A facelift (rhytidectomy) is a cosmetic surgical procedure to improve on the aging process that causes the face and neck to sag. It is one of the most common plastic surgical procedures. It is aimed at reversing the effects of gravity, exposure to the sun and smoking.


The muscles and skin of the face and neck work together to produce facial expression

  • The muscles of the face have several common characteristics
    1. The muscles are very superficial (just under the skin)
    2. Neighboring muscle fibers are frequently fused
    3. The muscles have thin delicate fibers that may insert into the skin
    4. The muscles are controlled by the facial nerve, which comes from the brainstem
  • The muscles of facial expression can be grouped into the following (Figure 1)
Figure 1 - Muscles of the face. See text. © N. Gordon
    1. Muscles that surround the eye. The orbicularis oculi muscle, protects the eye from injury by closing the eyelids. The frontalis muscle wrinkles the forehead and raises the eyebrows
    2. Muscles of the nose. These small muscles compress, widen and alter the shape of the nostrils. The procerus muscle wrinkles the nose
    3. Muscles of the mouth. These muscles alter the shape of the mouth by moving the angle of the mouth (levator anguli oris and depressor anguli oris) and lips in various directions (orbicularus oris) and controlling the tone of the cheeks (buccinator)
    4. The superficial muscle of the neck (platysma). This muscle raises the skin of the neck and shoulder
  • The skin consists of two layers, the thin superficial layer called the epidermis and the underlying thicker layer called the dermis
    1. The epidermis consists of a single layer of cells
    2. The dermis contains several different kinds of fibers, some elastic and others non-elastic. Hair follicles and sweat glands are found in the dermis
    3. The skin has a good blood supply that comes from the underlying subcutaneous tissue (fat and fibrous layer beneath the skin) and forms a plexus (network) of fine vessels


Having a facelift is a voluntary act and, therefore, there are no specific indications for the procedure, however

  • Most individuals who request this procedure are 40 to 70 years of age
  • The individual has sagging of the face and neck but the skin still has some elasticity
  • The bone structure is well-define


There are no specific contraindications to this surgery other than the person may have a medical condition such as severe heart disease. There are relative contraindications.

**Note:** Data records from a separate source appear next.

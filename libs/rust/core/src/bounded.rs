//! Bounded parallel map over a dedicated thread pool.

use rayon::prelude::*;
use std::panic::{catch_unwind, AssertUnwindSafe};
use thiserror::Error;

/// A task that panicked; the rest of the batch still ran.
#[derive(Debug, Clone, Error, PartialEq, Eq)]
#[error("task {index} panicked: {message}")]
pub struct TaskPanic { pub index: usize, pub message: String }

#[derive(Debug, Error)]
#[error("worker pool: {0}")]
pub struct PoolError(#[from] rayon::ThreadPoolBuildError);

/// Run `f` over `items` with at most `concurrency` (min 1) tasks at once.
/// Results come back in input order.
pub fn bounded_parallel_map<T, R, F>(items: Vec<T>, concurrency: usize, f: F) -> Result<Vec<Result<R, TaskPanic>>, PoolError>
where
    T: Send,
    R: Send,
    F: Fn(T) -> R + Send + Sync,
{
    if items.is_empty() { return Ok(Vec::new()); }
    let threads = concurrency.max(1).min(items.len());
    let pool = rayon::ThreadPoolBuilder::new()
        .num_threads(threads)
        .thread_name(|i| format!("bounded-map-{i}"))
        .build()?;
    Ok(pool.install(|| {
        items.into_par_iter().enumerate().map(|(index, item)| {
            catch_unwind(AssertUnwindSafe(|| f(item))).map_err(|payload| TaskPanic { index, message: panic_message(payload.as_ref()) })
        }).collect()
    }))
}

fn panic_message(payload: &(dyn std::any::Any + Send)) -> String {
    payload.downcast_ref::<&str>().map(|s| s.to_string())
        .or_else(|| payload.downcast_ref::<String>().cloned())
        .unwrap_or_else(|| "non-string panic payload".into())
}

  • Several medical conditions may lead to complications during or following surgery. Very high blood pressure or a blood clotting problem may lead to bleeding. Aspirin may affect clotting and, therefore, should be reported to your surgeon
  • The individual should not smoke for at least two to four weeks prior to surgery since nicotine may cause constriction of the plexus of blood vessels in the skin · The person may be a keloid (a heavy thick scar) former
  • The individual should be realistic as to what to expect from a facelift. A facelift may make a person look younger and enhance self-confidence but it cannot create a different person or completely different look

Surgical Procedure

A facelift may be carried out either in a hospital, an outpatient or ambulatory care facility under either a general anesthetic (asleep) or with local anesthetic (awake) and a sedative.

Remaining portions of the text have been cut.